Stored items:
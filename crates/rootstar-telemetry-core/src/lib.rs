//! Rootstar Telemetry Core - `no_std` serial telemetry decoding
//!
//! This crate turns the raw byte stream of an external biosignal sensor into
//! validated frames of 16-bit channel words. It is hardware and platform
//! independent: bytes go in one at a time together with a monotonic
//! timestamp, completed frames come out.
//!
//! # Modules
//!
//! - [`protocol`]: The six wire variants and their framing descriptors
//! - [`frame`]: Frame accumulator and byte-level decoder state machine
//! - [`crc`]: CRC-16 checksum used by variants 5 and 6
//! - [`layout`]: Projection of the sample buffer into channel order
//! - [`encode`]: Frame encoder for simulated devices and tests
//! - [`error`]: Error types
//!
//! # Features
//!
//! - `std`: Enable standard library support (`std::error::Error` impls)
//! - `defmt`: Enable `defmt` formatting for embedded logging
//!
//! # Example
//!
//! ```rust
//! use rootstar_telemetry_core::encode::encode_frame;
//! use rootstar_telemetry_core::frame::{FrameDecoder, Step};
//! use rootstar_telemetry_core::protocol::ProtocolVariant;
//!
//! let variant = ProtocolVariant::FourChannelCrc;
//! let bytes = encode_frame(variant, &[512, 480, 530, 505], 0x01, 0).unwrap();
//!
//! let mut decoder = FrameDecoder::new(variant);
//! for &byte in &bytes {
//!     if decoder.consume_byte(byte, 0) == Step::Complete {
//!         let frame = decoder.take_frame().unwrap();
//!         assert_eq!(frame.channels().as_slice(), &[512, 480, 530, 505]);
//!     }
//! }
//! ```

#![no_std]
#![warn(missing_docs)]
#![warn(clippy::all)]
#![warn(clippy::pedantic)]
#![allow(clippy::module_name_repetitions)]
#![allow(clippy::must_use_candidate)]

#[cfg(any(feature = "std", test))]
extern crate std;

pub mod crc;
pub mod encode;
pub mod error;
pub mod frame;
pub mod layout;
pub mod protocol;

// Re-export commonly used types at crate root
pub use error::{DecodeError, EncodeError, UnknownVariant};
pub use frame::{ChecksumStatus, DecodeState, DecodedFrame, FrameAccumulator, FrameDecoder, Step};
pub use protocol::{ProtocolVariant, VariantDescriptor, SAMPLE_BUFFER_WORDS};
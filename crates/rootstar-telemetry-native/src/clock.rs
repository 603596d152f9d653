//! Monotonic time and interruptible waits
//!
//! Every wait in the acquisition path (idle polling, reconciliation holds,
//! reconnect delays) goes through a [`Clock`] so it can be interrupted by a
//! [`ShutdownSignal`] and so tests can run against virtual time with
//! [`ManualClock`].

use std::sync::atomic::{AtomicU64, Ordering};
use std::sync::Arc;
use std::time::{Duration, Instant};

use crossbeam_channel::{Receiver, RecvTimeoutError, Sender, TryRecvError};
use serde::{Deserialize, Serialize};

// ============================================================================
// Shutdown Signalling
// ============================================================================

/// Receiving side of a shutdown request. Cheap to clone.
#[derive(Clone, Debug)]
pub struct ShutdownSignal {
    rx: Receiver<()>,
}

impl ShutdownSignal {
    /// A signal that never fires.
    #[must_use]
    pub fn never() -> Self {
        Self { rx: crossbeam_channel::never() }
    }

    /// Whether shutdown has been requested.
    #[must_use]
    pub fn is_triggered(&self) -> bool {
        matches!(self.rx.try_recv(), Ok(()) | Err(TryRecvError::Disconnected))
    }

    /// Block for up to `duration`, returning early on shutdown.
    pub fn sleep(&self, duration: Duration) -> WaitOutcome {
        match self.rx.recv_timeout(duration) {
            Err(RecvTimeoutError::Timeout) => WaitOutcome::Elapsed,
            Ok(()) | Err(RecvTimeoutError::Disconnected) => WaitOutcome::Interrupted,
        }
    }
}

/// Sending side of a shutdown request.
///
/// Triggering (or dropping) it wakes every wait on the paired signal.
#[derive(Debug)]
pub struct ShutdownTrigger {
    tx: Option<Sender<()>>,
}

impl ShutdownTrigger {
    /// Request shutdown. Idempotent.
    pub fn trigger(&mut self) {
        self.tx.take();
    }

    /// Whether [`Self::trigger`] has been called.
    #[must_use]
    pub fn is_triggered(&self) -> bool {
        self.tx.is_none()
    }
}

/// Create a connected trigger/signal pair.
#[must_use]
pub fn shutdown_pair() -> (ShutdownTrigger, ShutdownSignal) {
    let (tx, rx) = crossbeam_channel::bounded(0);
    (ShutdownTrigger { tx: Some(tx) }, ShutdownSignal { rx })
}

// ============================================================================
// Clocks
// ============================================================================

/// How a wait consumes its time.
#[derive(Copy, Clone, Debug, Default, PartialEq, Eq, Serialize, Deserialize)]
#[serde(rename_all = "lowercase")]
pub enum WaitStrategy {
    /// Yield to the OS scheduler
    #[default]
    Sleep,
    /// Busy-wait on the monotonic clock; occupies a core for lower jitter
    Spin,
}

/// Result of a wait.
#[derive(Copy, Clone, Debug, PartialEq, Eq)]
pub enum WaitOutcome {
    /// The full duration passed
    Elapsed,
    /// Shutdown was requested before the duration passed
    Interrupted,
}

/// Monotonic time source with interruptible waits.
pub trait Clock: Send + Sync {
    /// Microseconds since the clock's epoch.
    fn now_us(&self) -> u64;

    /// Wait for `duration` unless `shutdown` fires first.
    fn wait(&self, duration: Duration, shutdown: &ShutdownSignal) -> WaitOutcome;
}

/// Wall-clock implementation backed by [`Instant`].
#[derive(Clone, Debug)]
pub struct SystemClock {
    epoch: Instant,
    strategy: WaitStrategy,
}

impl SystemClock {
    /// Create a clock whose epoch is now.
    #[must_use]
    pub fn new(strategy: WaitStrategy) -> Self {
        Self { epoch: Instant::now(), strategy }
    }
}

impl Default for SystemClock {
    fn default() -> Self {
        Self::new(WaitStrategy::default())
    }
}

impl Clock for SystemClock {
    fn now_us(&self) -> u64 {
        u64::try_from(self.epoch.elapsed().as_micros()).unwrap_or(u64::MAX)
    }

    fn wait(&self, duration: Duration, shutdown: &ShutdownSignal) -> WaitOutcome {
        match self.strategy {
            WaitStrategy::Sleep => shutdown.sleep(duration),
            WaitStrategy::Spin => {
                let deadline = Instant::now() + duration;
                while Instant::now() < deadline {
                    if shutdown.is_triggered() {
                        return WaitOutcome::Interrupted;
                    }
                    std::hint::spin_loop();
                }
                WaitOutcome::Elapsed
            }
        }
    }
}

/// Virtual clock for deterministic tests.
///
/// Time only moves when a wait is performed or [`ManualClock::advance`] is
/// called. Clones share the same time.
#[derive(Clone, Debug, Default)]
pub struct ManualClock {
    now_us: Arc<AtomicU64>,
}

impl ManualClock {
    /// Create a clock at time zero.
    #[must_use]
    pub fn new() -> Self {
        Self::default()
    }

    /// Move time forward.
    pub fn advance(&self, duration: Duration) {
        let micros = u64::try_from(duration.as_micros()).unwrap_or(u64::MAX);
        self.now_us.fetch_add(micros, Ordering::SeqCst);
    }

    /// Current time as a duration since the epoch.
    #[must_use]
    pub fn elapsed(&self) -> Duration {
        Duration::from_micros(self.now_us.load(Ordering::SeqCst))
    }
}

impl Clock for ManualClock {
    fn now_us(&self) -> u64 {
        self.now_us.load(Ordering::SeqCst)
    }

    fn wait(&self, duration: Duration, shutdown: &ShutdownSignal) -> WaitOutcome {
        if shutdown.is_triggered() {
            return WaitOutcome::Interrupted;
        }
        self.advance(duration);
        WaitOutcome::Elapsed
    }
}
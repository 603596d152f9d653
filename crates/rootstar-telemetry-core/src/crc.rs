//! CRC-16 frame checksum
//!
//! Reflected CRC-16 with polynomial `0x8408`, initial register `0xFFFF` and a
//! final XOR of `0xFFFF`, processed least-significant bit first. This is the
//! X.25 / IBM-SDLC parameterisation. The checksum covers every byte from the
//! sync byte up to (not including) the two trailer bytes.

/// Reflected CRC-16 polynomial.
pub const POLYNOMIAL: u16 = 0x8408;

/// Initial register value.
pub const INITIAL: u16 = 0xFFFF;

/// Final XOR mask.
pub const FINAL_XOR: u16 = 0xFFFF;

/// Feed one byte through the CRC register.
#[inline]
#[must_use]
pub const fn update(mut register: u16, byte: u8) -> u16 {
    let mut data = byte;
    let mut bit = 0;
    while bit < 8 {
        if (register ^ data as u16) & 1 == 1 {
            register = (register >> 1) ^ POLYNOMIAL;
        } else {
            register >>= 1;
        }
        data >>= 1;
        bit += 1;
    }
    register
}

/// Compute the CRC-16 of `data`.
#[must_use]
pub fn crc16(data: &[u8]) -> u16 {
    data.iter().fold(INITIAL, |register, &byte| update(register, byte)) ^ FINAL_XOR
}

/// Check a payload against the checksum declared in the frame trailer.
#[must_use]
pub fn validate(payload: &[u8], declared: u16) -> bool {
    crc16(payload) == declared
}
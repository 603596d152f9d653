//! Timing reconciliation for paired frames
//!
//! Variants 5 and 6 send two frames back-to-back once per super-frame. The
//! second frame of a pair is held so that samples leave the pipeline evenly
//! spaced at half the super-frame period.

use std::time::Duration;

use rootstar_telemetry_core::DecodedFrame;

/// Physical measurement cycle of paired-frame devices.
pub const SUPER_FRAME: Duration = Duration::from_millis(400);

/// Frames closer than this to their predecessor are the second of a pair.
pub const DETECTION_WINDOW: Duration = Duration::from_millis(150);

/// Spacing the second frame of a pair is stretched to.
pub const PAIR_TARGET: Duration = Duration::from_millis(200);

/// Decides how long a resolved frame must be held before release.
#[derive(Copy, Clone, Debug, PartialEq, Eq)]
pub struct TimingReconciler {
    enabled: bool,
}

impl TimingReconciler {
    /// Create a reconciler; a disabled one never holds.
    #[must_use]
    pub const fn new(enabled: bool) -> Self {
        Self { enabled }
    }

    /// Hold required before releasing `frame`, if any.
    ///
    /// Only checksum-valid frames of paired variants are held. Corrupt
    /// frames still count as the predecessor of the next frame because
    /// arrival history is kept by the decoder.
    #[must_use]
    pub fn hold_for(&self, frame: &DecodedFrame) -> Option<Duration> {
        if !self.enabled || !frame.variant.emits_paired_frames() || frame.checksum.is_mismatch() {
            return None;
        }
        let delta = Duration::from_micros(frame.inter_arrival_us()?);
        if delta.is_zero() || delta >= DETECTION_WINDOW {
            return None;
        }
        Some(PAIR_TARGET - delta)
    }
}

impl Default for TimingReconciler {
    fn default() -> Self {
        Self::new(true)
    }
}
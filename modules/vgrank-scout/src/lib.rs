pub mod classifier;
pub mod cli;
pub mod filters;
pub mod query;
pub mod ranking;
pub mod report;
pub mod search;
pub mod stats;
pub mod storage;
#[cfg(any(test, feature = "test-support"))]
pub mod testing;
pub mod traits;
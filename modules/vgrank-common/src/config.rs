use std::env;
use std::path::PathBuf;

/// Application configuration loaded from environment variables.
/// Keyword and site tables live in the [`Catalog`](crate::Catalog), which can
/// be overridden from a TOML file named by `VGRANK_CATALOG`.
#[derive(Debug, Clone)]
pub struct Config {
    // Search gateway
    pub tavily_api_key: Option<String>,

    // Local state
    pub data_dir: PathBuf,
    pub catalog_path: Option<PathBuf>,

    // Web server
    pub web_host: String,
    pub web_port: u16,
}

impl Config {
    /// Load configuration from the environment (and `.env` if present).
    ///
    /// A missing `TAVILY_API_KEY` is not fatal here: it surfaces as a
    /// configuration error on the first search.
    pub fn from_env() -> Self {
        dotenvy::dotenv().ok();

        Self {
            tavily_api_key: optional_env("TAVILY_API_KEY"),
            data_dir: optional_env("VGRANK_DATA_DIR")
                .map(PathBuf::from)
                .unwrap_or_else(|| PathBuf::from(".vgrank")),
            catalog_path: optional_env("VGRANK_CATALOG").map(PathBuf::from),
            web_host: env::var("WEB_HOST").unwrap_or_else(|_| "0.0.0.0".to_string()),
            web_port: env::var("WEB_PORT")
                .ok()
                .and_then(|p| p.parse().ok())
                .unwrap_or(3000),
        }
    }

    /// Log which settings are present without leaking secrets.
    pub fn log_redacted(&self) {
        fn preview(val: &str) -> String {
            let n = val.char_indices().nth(5).map(|(i, _)| i).unwrap_or(val.len());
            format!("{}...({} chars)", &val[..n], val.len())
        }

        tracing::info!("Config loaded:");
        tracing::info!(
            "  TAVILY_API_KEY: {}",
            self.tavily_api_key
                .as_deref()
                .map(preview)
                .unwrap_or_else(|| "<not set>".to_string())
        );
        tracing::info!("  VGRANK_DATA_DIR: {}", self.data_dir.display());
        tracing::info!(
            "  VGRANK_CATALOG: {}",
            self.catalog_path
                .as_ref()
                .map(|p| p.display().to_string())
                .unwrap_or_else(|| "<built-in>".to_string())
        );
        tracing::info!("  WEB: {}:{}", self.web_host, self.web_port);
    }
}

fn optional_env(key: &str) -> Option<String> {
    env::var(key).ok().filter(|v| !v.trim().is_empty())
}
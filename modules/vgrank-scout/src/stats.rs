use serde::Serialize;

use vgrank_common::SiteRanking;

/// Aggregate figures for one ranking snapshot.
#[derive(Debug, Clone, PartialEq, Serialize)]
pub struct RankingStats {
    pub total_products: usize,
    pub site_count: usize,
    /// Mean of per-site mean prices. Zero prices count.
    pub average_price: f64,
    pub available_products: usize,
    /// Percentage, 0.0 when there are no products.
    pub availability_rate: f64,
    pub sites: Vec<SiteShare>,
    pub price_summaries: Vec<PriceSummary>,
}

#[derive(Debug, Clone, PartialEq, Serialize)]
pub struct SiteShare {
    pub site: String,
    pub product_count: usize,
    /// Relative to the busiest site, for bar widths.
    pub share_of_max: f64,
    pub share_of_total: f64,
}

/// Price spread over a site's priced products.
#[derive(Debug, Clone, PartialEq, Serialize)]
pub struct PriceSummary {
    pub site: String,
    pub min: u64,
    pub average: f64,
    pub max: u64,
}

impl RankingStats {
    pub fn compute(rankings: &[SiteRanking]) -> Self {
        let total_products: usize = rankings.iter().map(|s| s.product_count).sum();
        let max_count = rankings.iter().map(|s| s.product_count).max().unwrap_or(0);

        let average_price = if rankings.is_empty() {
            0.0
        } else {
            let sum_of_site_means: f64 = rankings
                .iter()
                .map(|s| mean(s.products.iter().map(|p| p.price)).unwrap_or(0.0))
                .sum();
            sum_of_site_means / rankings.len() as f64
        };

        let available_products = rankings
            .iter()
            .flat_map(|s| s.products.iter())
            .filter(|p| p.availability)
            .count();
        let availability_rate = percent(available_products, total_products);

        let sites = rankings
            .iter()
            .map(|s| SiteShare {
                site: s.site.clone(),
                product_count: s.product_count,
                share_of_max: percent(s.product_count, max_count),
                share_of_total: percent(s.product_count, total_products),
            })
            .collect();

        let price_summaries = rankings
            .iter()
            .filter_map(|s| {
                let prices: Vec<u64> = s
                    .products
                    .iter()
                    .map(|p| p.price)
                    .filter(|&p| p > 0)
                    .collect();
                Some(PriceSummary {
                    site: s.site.clone(),
                    min: *prices.iter().min()?,
                    average: mean(prices.iter().copied())?,
                    max: *prices.iter().max()?,
                })
            })
            .collect();

        Self {
            total_products,
            site_count: rankings.len(),
            average_price,
            available_products,
            availability_rate,
            sites,
            price_summaries,
        }
    }
}

fn mean(values: impl Iterator<Item = u64>) -> Option<f64> {
    let (sum, n) = values.fold((0u128, 0usize), |(sum, n), v| (sum + v as u128, n + 1));
    (n > 0).then(|| sum as f64 / n as f64)
}

fn percent(part: usize, whole: usize) -> f64 {
    if whole == 0 {
        0.0
    } else {
        part as f64 / whole as f64 * 100.0
    }
}

#[cfg(test)]
mod tests {
    use super::*;
    use chrono::Utc;
    use vgrank_common::Product;

    fn product(price: u64, availability: bool) -> Product {
        Product {
            title: "t".to_string(),
            price,
            availability,
            product_url: "https://amazon.co.jp/x".to_string(),
            image_url: None,
            description: "...".to_string(),
            seller: None,
        }
    }

    fn site(name: &str, products: Vec<Product>) -> SiteRanking {
        SiteRanking::new(
            name.to_string(),
            format!("https://{name}.example"),
            products,
            Utc::now(),
        )
    }

    #[test]
    fn empty_snapshot_is_all_zero() {
        let stats = RankingStats::compute(&[]);
        assert_eq!(stats.total_products, 0);
        assert_eq!(stats.site_count, 0);
        assert_eq!(stats.average_price, 0.0);
        assert_eq!(stats.availability_rate, 0.0);
        assert!(stats.price_summaries.is_empty());
    }

    #[test]
    fn average_price_is_mean_of_site_means() {
        let stats = RankingStats::compute(&[
            site("a", vec![product(1000, true), product(3000, true)]),
            site("b", vec![product(0, false)]),
        ]);
        // site a: 2000, site b: 0
        assert_eq!(stats.average_price, 1000.0);
        assert_eq!(stats.total_products, 3);
        assert_eq!(stats.available_products, 2);
        assert!((stats.availability_rate - 66.666).abs() < 0.01);
    }

    #[test]
    fn shares_are_relative_to_max_and_total() {
        let stats = RankingStats::compute(&[
            site("a", vec![product(1, true); 4]),
            site("b", vec![product(1, true); 1]),
        ]);
        assert_eq!(stats.sites[0].share_of_max, 100.0);
        assert_eq!(stats.sites[1].share_of_max, 25.0);
        assert_eq!(stats.sites[1].share_of_total, 20.0);
    }

    #[test]
    fn price_summary_skips_unpriced_products_and_sites() {
        let stats = RankingStats::compute(&[
            site("a", vec![product(0, true), product(1500, true), product(4500, true)]),
            site("b", vec![product(0, true)]),
        ]);
        assert_eq!(
            stats.price_summaries,
            vec![PriceSummary {
                site: "a".to_string(),
                min: 1500,
                average: 3000.0,
                max: 4500,
            }]
        );
    }
}
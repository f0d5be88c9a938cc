use serde::{Deserialize, Serialize};

use crate::error::Result;

/// Body of a `POST /search` call.
#[derive(Debug, Clone, Serialize)]
pub struct SearchRequest {
    pub query: String,
    pub max_results: u32,
    pub search_depth: String,
    pub include_domains: Vec<String>,
    pub exclude_domains: Vec<String>,
}

/// Top-level search response.
///
/// Result records are kept as raw JSON so one malformed entry can be dropped
/// without failing the whole response. Use [`SearchResult::from_value`] on each.
#[derive(Debug, Clone, Deserialize)]
pub struct SearchResponse {
    #[serde(default)]
    pub results: Vec<serde_json::Value>,
    #[serde(default)]
    pub query: Option<String>,
    #[serde(default)]
    pub response_time: Option<f64>,
}

/// A single search hit.
#[derive(Debug, Clone, PartialEq, Deserialize)]
pub struct SearchResult {
    pub title: String,
    pub url: String,
    pub content: String,
    #[serde(default)]
    pub score: f64,
}

impl SearchResult {
    /// Validate one raw result record against the expected schema.
    pub fn from_value(value: serde_json::Value) -> Result<Self> {
        Ok(serde_json::from_value(value)?)
    }
}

## Problem description
Look over the records above and copy each line that includes the string "TimingReconciler".

## Written solution
pub struct TimingReconciler {
impl TimingReconciler {
impl Default for TimingReconciler {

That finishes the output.